Court of Civil Appeals of Texas, Texarkana
Jan 5, 1928
1 S.W.2d 760 (Tex. Civ. App. 1928)

Opinion

No. 3461.

December 12, 1927. Rehearing Denied January 5, 1928.

Appeal from District Court, Harris County; Roy F. Campbell, Judge.

Action by Mrs. Emma Parry and husband against the Texas New Orleans Railroad Company. Judgment for plaintiffs, and defendant appeals. Affirmed.

Mrs. Emma Parry, a passenger, in alighting from the passenger car at Beaumont, fell and sustained injuries. She and her husband both seek to recover damages for the injuries. The negligence alleged is:

"On arriving at her destination in the city of Beaumont, about 6 o'clock of the evening of February 12, 1926, plaintiff undertook to alight from the said train, and while in the act of doing so her foot or heel caught in a hole or rent in the mat or covering of the floor or step on said car, whereby she was violently thrown down and onto the ground, and sustained serious and permanent injuries," etc.

The company answered by general denial, and specially pleaded that the injuries were the proximate result of plaintiff's own negligence, and contributory negligence.
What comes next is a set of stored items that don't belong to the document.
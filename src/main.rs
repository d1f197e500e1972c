//! # Wheel Input
//!
//! Calibrate a racing wheel (or any profiled controller) from the console
//! and print the steering, throttle and brake modifiers it produces.

use anyhow::{Context, Result};
use std::io::BufRead;
use tokio::sync::mpsc;
use tokio::time::{interval, Duration};
use tracing::{info, warn};
use tracing_appender::non_blocking::WorkerGuard;
use tracing_subscriber::prelude::*;
use tracing_subscriber::{fmt, EnvFilter};

use wheel_input::config::{Config, LoggingConfig};
use wheel_input::controller::context::SessionContext;
use wheel_input::controller::evdev_device::{EvdevBackend, EvdevDevice};
use wheel_input::controller::matcher::{DeviceMatcher, SupportedDevices};
use wheel_input::controller::profile::ProfileStore;
use wheel_input::controller::session::ControllerSession;
use wheel_input::error::WheelInputError;
use wheel_input::poller::feed::{DiscreteEvent, ModifierUpdate};
use wheel_input::poller::{SessionHandle, SessionPoller};

/// Configuration file used when none is given on the command line
const DEFAULT_CONFIG_PATH: &str = "config/default.toml";

/// How often changed modifiers are printed
const DISPLAY_PERIOD_MS: u64 = 100;

const USAGE: &str = "Enter: confirm calibration step, r: restart calibration, \
l: list devices, s <index>: switch device, p: pause, c: continue, q: quit";

/// Main entry point for Wheel Input
///
/// # Control Flow
///
/// 1. **Initialization**
///    - Load configuration (first argument, else `config/default.toml`, else defaults)
///    - Set up logging with tracing subscriber
///    - Select the first connected device that has a loadable profile
///
/// 2. **Main Loop**
///    - Enter confirms the current calibration step, `r` resets, `q` quits
///    - `l` lists the supported devices, `s <index>` switches to one of them
///    - `p` pauses input, `c` continues
///    - Print changed modifiers every 100 ms and every button/hat edge
///    - Handle Ctrl+C; after a disconnection the operator can switch devices
///
/// 3. **Graceful Shutdown**
///    - Release the device exactly once and stop the poller
///
/// # Errors
///
/// Returns error if:
/// - The configuration file is invalid
/// - No connected device has a profile
#[tokio::main]
async fn main() -> Result<()> {
    let config_path = std::env::args()
        .nth(1)
        .unwrap_or_else(|| DEFAULT_CONFIG_PATH.to_string());
    let config = Config::load_or_default(&config_path)
        .with_context(|| format!("Failed to load configuration from {}", config_path))?;

    let _log_guard = init_logging(&config.logging);

    info!("Wheel Input v{} starting...", env!("CARGO_PKG_VERSION"));

    let matcher = DeviceMatcher::from_config(&config.matcher);
    let store = ProfileStore::new(&config.profiles.dir, matcher.clone());
    let ctx = SessionContext::from_config(&config.session);
    let mut backend = EvdevBackend::new();

    let supported = matcher
        .select_supported(&mut backend, &store)
        .with_context(|| format!("No connected device has a profile in {}", store.dir().display()))?;
    let session = open_first(&mut backend, &store, &ctx, &supported)?;

    let (handle, mut feed, task) = SessionPoller::spawn(backend, session, store);
    let mut input = spawn_stdin_reader();
    let mut display = interval(Duration::from_millis(DISPLAY_PERIOD_MS));

    println!("{}", USAGE);
    show_prompt(&handle).await?;

    loop {
        tokio::select! {
            line = input.recv() => {
                let Some(line) = line else { break };
                if !handle_input(ConsoleCommand::parse(&line), &handle).await? {
                    break;
                }
            }

            event = feed.next_event() => {
                match event {
                    Some(DiscreteEvent::Disconnected { device }) => {
                        warn!("{} disconnected", device);
                        println!("{} disconnected, l: list devices, s <index>: switch, q: quit", device);
                    }
                    Some(event) => print_event(&event),
                    None => break,
                }
            }

            _ = display.tick() => {
                for update in feed.drain_changed() {
                    print_update(&update);
                }
            }

            // Handle Ctrl+C for graceful shutdown
            _ = tokio::signal::ctrl_c() => {
                info!("Received Ctrl+C, shutting down...");
                break;
            }
        }
    }

    handle.quit().await?;
    task.await?;
    info!("Device released");

    Ok(())
}

fn init_logging(config: &LoggingConfig) -> Option<WorkerGuard> {
    let level = config.level.parse::<tracing::Level>().unwrap_or(tracing::Level::INFO);
    let filter = EnvFilter::builder()
        .with_default_directive(level.into())
        .from_env_lossy();

    let (file_layer, guard) = if config.log_dir.is_empty() {
        (None, None)
    } else {
        let appender = tracing_appender::rolling::daily(&config.log_dir, "wheel-input.log");
        let (writer, guard) = tracing_appender::non_blocking(appender);
        (Some(fmt::layer().with_writer(writer).with_ansi(false)), Some(guard))
    };

    tracing_subscriber::registry()
        .with(filter)
        .with(fmt::layer())
        .with(file_layer)
        .init();

    guard
}

/// Open the lowest-index supported device whose profile loads.
fn open_first(
    backend: &mut EvdevBackend,
    store: &ProfileStore,
    ctx: &SessionContext,
    supported: &SupportedDevices,
) -> Result<ControllerSession<EvdevDevice>> {
    let mut candidates: Vec<(&String, &usize)> = supported.iter().collect();
    candidates.sort_by_key(|(_, index)| **index);

    for (name, index) in candidates {
        match ControllerSession::open(backend, store, ctx, name, *index) {
            Ok(session) => {
                println!("Using {} ({})", name, session.device_type());
                return Ok(session);
            }
            Err(e @ WheelInputError::MissingProfile { .. }) => warn!("Skipping {}: {}", name, e),
            Err(e) => warn!("Could not open {}: {}", name, e),
        }
    }

    Err(WheelInputError::NoSupportedDevice.into())
}

/// Lines typed on stdin.
///
/// A blocking thread keeps an unfinished read from holding up runtime shutdown.
fn spawn_stdin_reader() -> mpsc::UnboundedReceiver<String> {
    let (tx, rx) = mpsc::unbounded_channel();
    std::thread::spawn(move || {
        for line in std::io::stdin().lock().lines() {
            let Ok(line) = line else { break };
            if tx.send(line).is_err() {
                break;
            }
        }
    });
    rx
}

/// A line typed by the operator.
#[derive(Debug, Clone, PartialEq, Eq)]
enum ConsoleCommand {
    Commit,
    Reset,
    List,
    Switch(usize),
    Pause,
    Resume,
    Quit,
    Unknown(String),
}

impl ConsoleCommand {
    fn parse(line: &str) -> Self {
        let mut words = line.split_whitespace();
        let command = match words.next() {
            None => return ConsoleCommand::Commit,
            Some(word) => word,
        };
        let argument = words.next();
        if words.next().is_some() {
            return ConsoleCommand::Unknown(line.trim().to_string());
        }

        match (command, argument) {
            ("r" | "reset", None) => ConsoleCommand::Reset,
            ("l" | "list", None) => ConsoleCommand::List,
            ("s" | "switch", Some(index)) => match index.parse() {
                Ok(index) => ConsoleCommand::Switch(index),
                Err(_) => ConsoleCommand::Unknown(line.trim().to_string()),
            },
            ("p" | "pause", None) => ConsoleCommand::Pause,
            ("c" | "continue", None) => ConsoleCommand::Resume,
            ("q" | "quit", None) => ConsoleCommand::Quit,
            _ => ConsoleCommand::Unknown(line.trim().to_string()),
        }
    }
}

/// Returns `false` when the operator asked to quit.
async fn handle_input(command: ConsoleCommand, handle: &SessionHandle) -> Result<bool> {
    match command {
        ConsoleCommand::Quit => return Ok(false),
        ConsoleCommand::Reset => {
            handle.reset_calibration().await?;
            println!("Calibration reset");
            show_prompt(handle).await?;
        }
        ConsoleCommand::Commit => match handle.commit_step().await {
            Ok(Some(step)) => {
                if let Some(recorded) = &step.recorded {
                    println!("Recorded {} {:?} = {}", recorded.axis, recorded.kind, recorded.value);
                }
                show_prompt(handle).await?;
            }
            Ok(None) => println!("Already calibrated, press r to start over"),
            // Disconnection is reported through the event feed.
            Err(e) => println!("Calibration step failed: {}", e),
        },
        ConsoleCommand::List => {
            let current = handle.snapshot().await?.device;
            for (name, index) in by_index(&handle.list_devices().await?) {
                let marker = if name == current { "*" } else { " " };
                println!("{} {}: {}", marker, index, name);
            }
        }
        ConsoleCommand::Switch(index) => {
            let roster = handle.list_devices().await?;
            match by_index(&roster).into_iter().find(|(_, i)| *i == index) {
                Some((name, _)) => match handle.switch_to(&name).await {
                    Ok(()) => {
                        println!("Using {}", name);
                        show_prompt(handle).await?;
                    }
                    Err(e) => println!("Could not switch to {}: {}", name, e),
                },
                None => println!("No supported device at index {}, l lists them", index),
            }
        }
        ConsoleCommand::Pause => {
            handle.pause().await?;
            println!("Paused, c to continue");
        }
        ConsoleCommand::Resume => {
            handle.resume().await?;
            println!("Continuing");
        }
        ConsoleCommand::Unknown(other) => println!("Unknown command '{}'\n{}", other, USAGE),
    }
    Ok(true)
}

/// Roster entries ordered by connection index.
fn by_index(roster: &SupportedDevices) -> Vec<(String, usize)> {
    let mut devices: Vec<(String, usize)> = roster.iter().map(|(n, i)| (n.clone(), *i)).collect();
    devices.sort_by_key(|(_, index)| *index);
    devices
}

async fn show_prompt(handle: &SessionHandle) -> Result<()> {
    let snapshot = handle.snapshot().await?;
    match snapshot.prompt {
        Some(prompt) => println!("> {} [Enter]", prompt),
        None if snapshot.calibrated => println!("Calibrated, modifiers follow"),
        None => println!(
            "Calibration finished but {} must be redone, press r",
            snapshot.needs_recalibration.join(", ")
        ),
    }
    Ok(())
}

fn print_update(update: &ModifierUpdate) {
    println!(
        "{} {}[{}] = {}",
        update.device_type, update.function, update.axis_index, update.value
    );
}

fn print_event(event: &DiscreteEvent) {
    match event {
        DiscreteEvent::ButtonDown { device_type, index, name } => {
            println!("{} button {} ({}) down", device_type, index, name.as_deref().unwrap_or("-"));
        }
        DiscreteEvent::ButtonUp { device_type, index, name } => {
            println!("{} button {} ({}) up", device_type, index, name.as_deref().unwrap_or("-"));
        }
        DiscreteEvent::HatMotion { device_type, index, name, x, y } => {
            println!(
                "{} hat {} ({}) = ({}, {})",
                device_type,
                index,
                name.as_deref().unwrap_or("-"),
                x,
                y
            );
        }
        DiscreteEvent::RecalibrationRequested { axis } => {
            println!("Calibration of '{}' is unusable, press r to recalibrate", axis);
        }
        DiscreteEvent::RosterChanged(change) => {
            for (name, index) in &change.added {
                println!("Supported device connected: {} ({})", name, index);
            }
            for name in &change.removed {
                println!("Supported device removed: {}", name);
            }
        }
        DiscreteEvent::Disconnected { device } => println!("{} disconnected", device),
    }
}

#[cfg(test)]
mod tests {
    use super::*;

    #[test]
    fn test_default_config_path() {
        assert_eq!(DEFAULT_CONFIG_PATH, "config/default.toml");
    }

    #[test]
    fn test_parse_console_commands() {
        assert_eq!(ConsoleCommand::parse(""), ConsoleCommand::Commit);
        assert_eq!(ConsoleCommand::parse("  \n"), ConsoleCommand::Commit);
        assert_eq!(ConsoleCommand::parse("r"), ConsoleCommand::Reset);
        assert_eq!(ConsoleCommand::parse("list"), ConsoleCommand::List);
        assert_eq!(ConsoleCommand::parse("s 2"), ConsoleCommand::Switch(2));
        assert_eq!(ConsoleCommand::parse("switch  0 "), ConsoleCommand::Switch(0));
        assert_eq!(ConsoleCommand::parse("p"), ConsoleCommand::Pause);
        assert_eq!(ConsoleCommand::parse("continue"), ConsoleCommand::Resume);
        assert_eq!(ConsoleCommand::parse("q"), ConsoleCommand::Quit);
    }

    #[test]
    fn test_parse_rejects_malformed_commands() {
        assert_eq!(ConsoleCommand::parse("s"), ConsoleCommand::Unknown("s".to_string()));
        assert_eq!(ConsoleCommand::parse("s two"), ConsoleCommand::Unknown("s two".to_string()));
        assert_eq!(ConsoleCommand::parse("q now"), ConsoleCommand::Unknown("q now".to_string()));
        assert_eq!(ConsoleCommand::parse("s 1 2"), ConsoleCommand::Unknown("s 1 2".to_string()));
        assert_eq!(ConsoleCommand::parse("x"), ConsoleCommand::Unknown("x".to_string()));
    }

    #[test]
    fn test_roster_listed_by_index() {
        let mut roster = SupportedDevices::new();
        roster.insert("Logitech G920".to_string(), 2);
        roster.insert("Logitech Driving Force GT".to_string(), 0);
        assert_eq!(
            by_index(&roster),
            vec![
                ("Logitech Driving Force GT".to_string(), 0),
                ("Logitech G920".to_string(), 2),
            ]
        );
    }

    #[test]
    fn test_default_config_file_is_valid() {
        let path = concat!(env!("CARGO_MANIFEST_DIR"), "/config/default.toml");
        let config = Config::load(path).unwrap();
        assert_eq!(config.session.poll_period_ms, 10);
        assert_eq!(config.session.precision_digits, 2);
    }

    #[test]
    fn test_bundled_profiles_load() {
        let dir = concat!(env!("CARGO_MANIFEST_DIR"), "/profiles");
        let store = ProfileStore::new(dir, DeviceMatcher::default());
        let stems = store.supported_stems().unwrap();
        assert!(stems.contains(&"logitech_g920".to_string()));

        for stem in &stems {
            let profile = store.load_profile(stem).unwrap();
            for function in ["steering", "throttle", "brake"] {
                assert!(profile.function_axis(function).is_some(), "{} lacks {}", stem, function);
            }
        }
    }
}
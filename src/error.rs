//! # Error Types
//!
//! Custom error types for Wheel Input using `thiserror`.

use std::path::PathBuf;

use thiserror::Error;

/// Main error type for Wheel Input
#[derive(Debug, Error)]
pub enum WheelInputError {
    /// None of the connected devices has a matching profile
    #[error("No supported controller is connected")]
    NoSupportedDevice,

    /// A matched device has no profile file
    #[error("No profile found for device '{device}'")]
    MissingProfile { device: String },

    /// Calibration recorded identical extremes (or a zero magnitude) for an axis
    #[error("Degenerate calibration for axis '{axis}', recalibration required")]
    CalibrationDegenerate { axis: String },

    /// A modifier was requested before the axis finished calibrating
    #[error("Axis '{axis}' is not calibrated")]
    NotCalibrated { axis: String },

    /// Backend read failed or the device vanished
    #[error("Device unavailable: {0}")]
    DeviceUnavailable(String),

    /// The profile has no function with this name
    #[error("Unknown function '{0}'")]
    UnknownFunction(String),

    /// Profile content violates a layout invariant
    #[error("Invalid profile {}: {reason}", path.display())]
    InvalidProfile { path: PathBuf, reason: String },

    /// Profile JSON errors
    #[error("Profile parse error: {0}")]
    ProfileParse(#[from] serde_json::Error),

    /// Configuration errors
    #[error("Configuration error: {0}")]
    Config(#[from] toml::de::Error),

    /// I/O errors
    #[error("I/O error: {0}")]
    Io(#[from] std::io::Error),
}

impl WheelInputError {
    /// Returns `true` when the caller can retry after (re)calibrating.
    #[must_use]
    pub fn is_recoverable(&self) -> bool {
        matches!(
            self,
            WheelInputError::NotCalibrated { .. } | WheelInputError::CalibrationDegenerate { .. }
        )
    }
}

/// Result type alias for Wheel Input
pub type Result<T> = std::result::Result<T, WheelInputError>;
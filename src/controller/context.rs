//! Session-scoped settings passed explicitly to every component.

use std::time::Duration;
use tracing::{info_span, Span};

use super::modifier::{ModifierCalculator, DEFAULT_PRECISION_DIGITS};
use crate::config::SessionConfig;

/// Settings and tracing span shared by the components of one session.
#[derive(Debug, Clone)]
pub struct SessionContext {
    /// Decimal digits kept in published modifiers.
    pub precision_digits: u32,
    /// Poll tick period.
    pub poll_period: Duration,
    /// Device presence check period, `None` to disable.
    pub presence_check_interval: Option<Duration>,
    span: Span,
}

impl Default for SessionContext {
    fn default() -> Self {
        Self {
            precision_digits: DEFAULT_PRECISION_DIGITS,
            poll_period: Duration::from_millis(10),
            presence_check_interval: Some(Duration::from_secs(1)),
            span: Span::none(),
        }
    }
}

impl SessionContext {
    #[must_use]
    pub fn from_config(config: &SessionConfig) -> Self {
        Self {
            precision_digits: config.precision_digits,
            poll_period: config.poll_period(),
            presence_check_interval: config.presence_check_interval(),
            span: Span::none(),
        }
    }

    /// Copy of this context whose log lines are attributed to one device.
    #[must_use]
    pub fn for_device(&self, name: &str, index: usize) -> Self {
        Self {
            span: info_span!("controller", device = %name, index),
            ..self.clone()
        }
    }

    #[must_use]
    pub fn with_precision(mut self, digits: u32) -> Self {
        self.precision_digits = digits;
        self
    }

    /// Replace the poll period and the presence check interval.
    #[must_use]
    pub fn with_periods(mut self, poll_period: Duration, presence_check_interval: Option<Duration>) -> Self {
        self.poll_period = poll_period;
        self.presence_check_interval = presence_check_interval;
        self
    }

    #[must_use]
    pub fn span(&self) -> &Span {
        &self.span
    }

    #[must_use]
    pub fn calculator(&self) -> ModifierCalculator {
        ModifierCalculator::new(self.precision_digits)
    }
}
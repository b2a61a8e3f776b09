//! Request orchestration.
//!
//! One call runs the whole per-question pipeline: cache lookup, session
//! context, retrieval with expansion, generation, advisory validation,
//! citation extraction, session update, cache fill. An outer wrapper bounds
//! the wall-clock budget and drives an explicit attempt state machine, so a
//! caller always gets a well-formed response no matter what fails
//! underneath.


use serde::{Deserialize, Serialize};
use std::collections::HashMap;
use std::sync::Arc;
use std::time::{Duration, Instant};
use tracing::{debug, info, warn};
use uuid::Uuid;

use crate::cache::ResponseCache;
use crate::config::Config;
use crate::generation::prompt::UserPreferences;
use crate::generation::AnswerGenerator;
use crate::retrieval::RetrievalEngine;
use crate::session::SessionStore;
use crate::validation::{
    self, extract_citations, validate_citation_quality, validate_citations, Citation,
};

/// Retries before the degraded attempt. Backoff delays are 0.5s then 1s.
const MAX_RETRIES: u32 = 2;

const TIMEOUT_MESSAGE: &str = "I'm sorry, but I'm taking too long to process your question. \
     Please try rephrasing or ask a more specific question.";

/// The response returned for every chat request.
#[derive(Debug, Clone, Serialize, Deserialize)]
pub struct ChatResponse {
    pub response: String,
    pub session_id: String,
    pub citations: Vec<Citation>,
    pub retrieved_context_count: usize,
    pub response_time: f64,
}

/// Per-component health snapshot for the service health endpoint.
#[derive(Debug, Clone, Serialize)]
pub struct ComponentHealth {
    pub status: String,
    pub detail: String,
}

#[derive(Debug, Clone, Serialize)]
pub struct ServiceHealthReport {
    pub service: String,
    pub status: String,
    pub components: HashMap<String, ComponentHealth>,
    pub overall_response_time: f64,
}

/// Attempt progression for one request. Each state makes at most one full
/// pipeline attempt; the degraded attempt drops user preferences.
#[derive(Debug, Clone, Copy, PartialEq, Eq)]
enum AttemptState {
    Attempt,
    Retry { attempt: u32 },
    Degraded,
    Failed,
}

/// Owns every pipeline component for the lifetime of the process.
#[derive(Debug)]
pub struct RagService {
    retrieval: RetrievalEngine,
    generator: AnswerGenerator,
    sessions: Arc<SessionStore>,
    cache: ResponseCache,
    config: Config,
}

impl RagService {
    #[inline]
    pub fn new(
        retrieval: RetrievalEngine,
        generator: AnswerGenerator,
        sessions: Arc<SessionStore>,
        cache: ResponseCache,
        config: Config,
    ) -> Self {
        Self { retrieval, generator, sessions, cache, config }
    }

    #[inline]
    pub fn sessions(&self) -> &Arc<SessionStore> {
        &self.sessions
    }

    /// Process one chat request under the wall-clock budget. The budget
    /// bounds the whole attempt loop, backoff sleeps included; failed
    /// attempts are retried with backoff, then once with preferences
    /// stripped, and whatever is still running at the deadline is cut off
    /// with a canned response. This never returns an error.
    #[inline]
    pub async fn process_request(
        &self,
        question: &str,
        session_id: Option<&str>,
        preferences: UserPreferences,
    ) -> ChatResponse {
        let request_id = Uuid::new_v4().simple().to_string();
        let start = Instant::now();
        let budget = Duration::from_secs(self.config.server.answer_timeout_seconds);
        let deadline = start + budget;

        info!(
            "[{request_id}] Processing chat request: {}",
            truncate_for_log(question, 50)
        );

        let mut state = AttemptState::Attempt;
        loop {
            let (attempt_preferences, label) = match state {
                AttemptState::Attempt => (preferences, "initial"),
                AttemptState::Retry { attempt } => {
                    let delay = Duration::from_millis(500 * (1 << attempt));
                    if delay >= deadline.saturating_duration_since(Instant::now()) {
                        state = AttemptState::Failed;
                        continue;
                    }
                    info!("[{request_id}] Waiting {delay:?} before retry");
                    tokio::time::sleep(delay).await;
                    (preferences, "retry")
                }
                AttemptState::Degraded => (UserPreferences::default(), "degraded"),
                AttemptState::Failed => {
                    warn!("[{request_id}] Answer budget exhausted, returning timeout response");
                    return ChatResponse {
                        response: TIMEOUT_MESSAGE.to_string(),
                        session_id: session_id.unwrap_or("unknown").to_string(),
                        citations: Vec::new(),
                        retrieved_context_count: 0,
                        response_time: start.elapsed().as_secs_f64(),
                    };
                }
            };

            let remaining = deadline.saturating_duration_since(Instant::now());
            if remaining.is_zero() {
                state = AttemptState::Failed;
                continue;
            }

            let outcome = tokio::time::timeout(
                remaining,
                self.answer_question(question, session_id, attempt_preferences, &request_id),
            )
            .await;

            match outcome {
                Ok(mut response) => {
                    response.response_time = start.elapsed().as_secs_f64();
                    info!(
                        "[{request_id}] Processed request in {:.2}s with {} citations",
                        response.response_time,
                        response.citations.len()
                    );
                    return response;
                }
                Err(_) => {
                    warn!("[{request_id}] {label} attempt hit the {budget:?} answer budget");
                    state = match state {
                        AttemptState::Attempt => AttemptState::Retry { attempt: 0 },
                        AttemptState::Retry { attempt } if attempt + 1 < MAX_RETRIES => {
                            AttemptState::Retry { attempt: attempt + 1 }
                        }
                        AttemptState::Retry { .. } => AttemptState::Degraded,
                        _ => AttemptState::Failed,
                    };
                }
            }
        }
    }

    /// The core per-question pipeline. Degradation happens inside each
    /// component; this function always produces an answer.
    async fn answer_question(
        &self,
        question: &str,
        session_id: Option<&str>,
        preferences: UserPreferences,
        request_id: &str,
    ) -> ChatResponse {
        let start = Instant::now();

        let cache_key = ResponseCache::key(question, session_id, preferences);
        if let Some(cached) = self.cache.get(cache_key) {
            info!("[{request_id}] Returning cached response");
            // Cached answers still count as conversation turns
            self.record_turn(session_id, question, &cached.response, request_id);
            return cached;
        }

        let history = match session_id {
            Some(id) => self.sessions.get_context(id, self.config.session.context_turns),
            None => Vec::new(),
        };
        debug!("[{request_id}] Retrieved {} conversation turns", history.len());

        let contexts = self
            .retrieval
            .retrieve_with_expansion(question, self.config.retrieval.default_top_k)
            .await;

        let generated = self
            .generator
            .generate(question, &contexts, &history, preferences)
            .await;

        let grounding = validation::validate_grounding(&generated.answer, &generated.used_contexts);
        if !generated.used_contexts.is_empty() && !grounding.grounded {
            warn!(
                "[{request_id}] Answer may not be grounded: {}/{} sentences supported",
                grounding.supported_sentences, grounding.checked_sentences
            );
        }

        let citations = extract_citations(&generated.used_contexts);
        let citation_report = validate_citations(&citations, &generated.used_contexts);
        if !citation_report.valid && !generated.used_contexts.is_empty() {
            warn!(
                "[{request_id}] Citation validation issues: {:?}",
                citation_report.details
            );
        }
        let quality_report =
            validate_citation_quality(&citations, validation::DEFAULT_MIN_CONFIDENCE);
        if !quality_report.valid && !citations.is_empty() {
            warn!(
                "[{request_id}] Citation quality below threshold: completeness {:.2}, {}/{} above confidence floor",
                quality_report.completeness_score,
                quality_report.citations_above_threshold,
                quality_report.total_citations
            );
        }

        let response = ChatResponse {
            response: generated.answer,
            session_id: session_id.unwrap_or("unknown").to_string(),
            retrieved_context_count: generated.used_contexts.len(),
            citations,
            response_time: start.elapsed().as_secs_f64(),
        };

        self.record_turn(session_id, question, &response.response, request_id);

        self.cache.put(cache_key, response.clone());
        response
    }

    fn record_turn(
        &self,
        session_id: Option<&str>,
        question: &str,
        response: &str,
        request_id: &str,
    ) {
        if let Some(id) = session_id {
            if self.sessions.add_turn(id, question, response) {
                debug!("[{request_id}] Conversation history updated");
            } else {
                warn!("[{request_id}] Session {id} not found, turn not recorded");
            }
        }
    }

    /// Component round-trip checks for the service health endpoint.
    #[inline]
    pub fn validate_service_health(&self) -> ServiceHealthReport {
        let start = Instant::now();
        let mut components = HashMap::new();

        let test_session = self.sessions.create_session(HashMap::new());
        let session_ok = self.sessions.end_session(&test_session.id);
        components.insert(
            "session_store".to_string(),
            ComponentHealth {
                status: if session_ok { "healthy" } else { "unhealthy" }.to_string(),
                detail: format!("{} active sessions", self.sessions.session_count()),
            },
        );

        components.insert(
            "response_cache".to_string(),
            ComponentHealth {
                status: "healthy".to_string(),
                detail: format!("{} cached responses", self.cache.len()),
            },
        );

        components.insert(
            "retrieval".to_string(),
            ComponentHealth {
                status: "healthy".to_string(),
                detail: format!("collection {}", self.config.vector_store.collection),
            },
        );

        components.insert(
            "generation".to_string(),
            ComponentHealth {
                status: "healthy".to_string(),
                detail: format!("model {}", self.config.completion.model),
            },
        );

        let status = if components.values().all(|c| c.status == "healthy") {
            "healthy"
        } else {
            "unhealthy"
        };

        ServiceHealthReport {
            service: "textbook-rag".to_string(),
            status: status.to_string(),
            components,
            overall_response_time: start.elapsed().as_secs_f64(),
        }
    }
}

fn truncate_for_log(text: &str, max_chars: usize) -> String {
    text.chars().take(max_chars).collect()
}
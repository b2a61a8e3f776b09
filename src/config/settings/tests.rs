use super::*;
use std::io::Write;
use tempfile::NamedTempFile;

#[test]
fn defaults_are_valid() {
    let config = Config::default();
    assert!(config.validate().is_ok());
    assert_eq!(config.embedding.dimension, 1024);
    assert_eq!(config.embedding.batch_size, 96);
    assert_eq!(config.retrieval.default_top_k, 5);
    assert_eq!(config.cache.ttl_seconds, 300);
}

#[test]
fn load_missing_file_uses_defaults() {
    let config = Config::load("/nonexistent/config.toml").expect("load should fall back");
    assert_eq!(config.completion.model, "gemini-2.0-flash");
}

#[test]
fn load_partial_file_merges_defaults() {
    let mut file = NamedTempFile::new().expect("can create temp file");
    writeln!(
        file,
        "[retrieval]\ndefault_top_k = 8\n\n[completion]\nmodel = \"gpt-4o\"\n"
    )
    .expect("can write temp file");

    let config = Config::load(file.path()).expect("load should succeed");
    assert_eq!(config.retrieval.default_top_k, 8);
    assert_eq!(config.completion.model, "gpt-4o");
    // Untouched sections keep their defaults
    assert_eq!(config.session.timeout_minutes, 30);
}

#[test]
fn rejects_invalid_top_k() {
    let config = Config {
        retrieval: RetrievalConfig { default_top_k: 0 },
        ..Config::default()
    };
    assert!(matches!(
        config.validate(),
        Err(ConfigError::InvalidTopK(0))
    ));
}

#[test]
fn rejects_invalid_temperature() {
    let config = Config {
        completion: CompletionConfig {
            temperature: 1.5,
            ..CompletionConfig::default()
        },
        ..Config::default()
    };
    assert!(matches!(
        config.validate(),
        Err(ConfigError::InvalidTemperature(_))
    ));
}

#[test]
fn rejects_oversized_batch() {
    let config = Config {
        embedding: EmbeddingConfig {
            batch_size: 200,
            ..EmbeddingConfig::default()
        },
        ..Config::default()
    };
    assert!(matches!(
        config.validate(),
        Err(ConfigError::InvalidBatchSize(200))
    ));
}

#[test]
fn rejects_malformed_url() {
    let config = Config {
        vector_store: VectorStoreConfig {
            url: "not a url".to_string(),
            ..VectorStoreConfig::default()
        },
        ..Config::default()
    };
    assert!(matches!(
        config.validate(),
        Err(ConfigError::InvalidUrl(_))
    ));
}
The case was tried on special issues, and the jury answered that there was, as alleged, a hole or rent in the covering of the floor or step of the coach, rendering the same defective, causing Mrs. Parry to fall in disembarking from the coach, and such defect was due to negligence, and that Mrs. Parry was not guilty of contributory negligence.

The passenger train reached Beaumont about 6 o'clock p. m. According to the evidence of Mrs. Parry, briefly stated:

"When the train reached Beaumont and came to a stop, I started to get off. I had a hand bag with me. I walked out of the door of the coach, and as I turned to the right in order to make the first step the heel of my shoe caught in the rubber mat of the platform, and I fell clear to the ground. My right foot caught in the mat. I was a half foot or a foot from the first step when I got my heel caught. I was fixing to take the first step down when the heel of the shoe caught in the mat. When my heel caught in the mat I fell clear to the pavement. It pulled the shoe heel off. * * * After I fell, I could see where my foot caught. It was an old, worn, ragged place in the mat, looking to be about six inches wide. I could plainly see it after I fell, though I did not see it before I fell. I had on low-heel shoes, and the heel went in deep enough to pull the heel off the shoe. * * * The coach I was on was not a brand new coach. It was an old coach. I was in the last coach in the train. There were other passengers in there."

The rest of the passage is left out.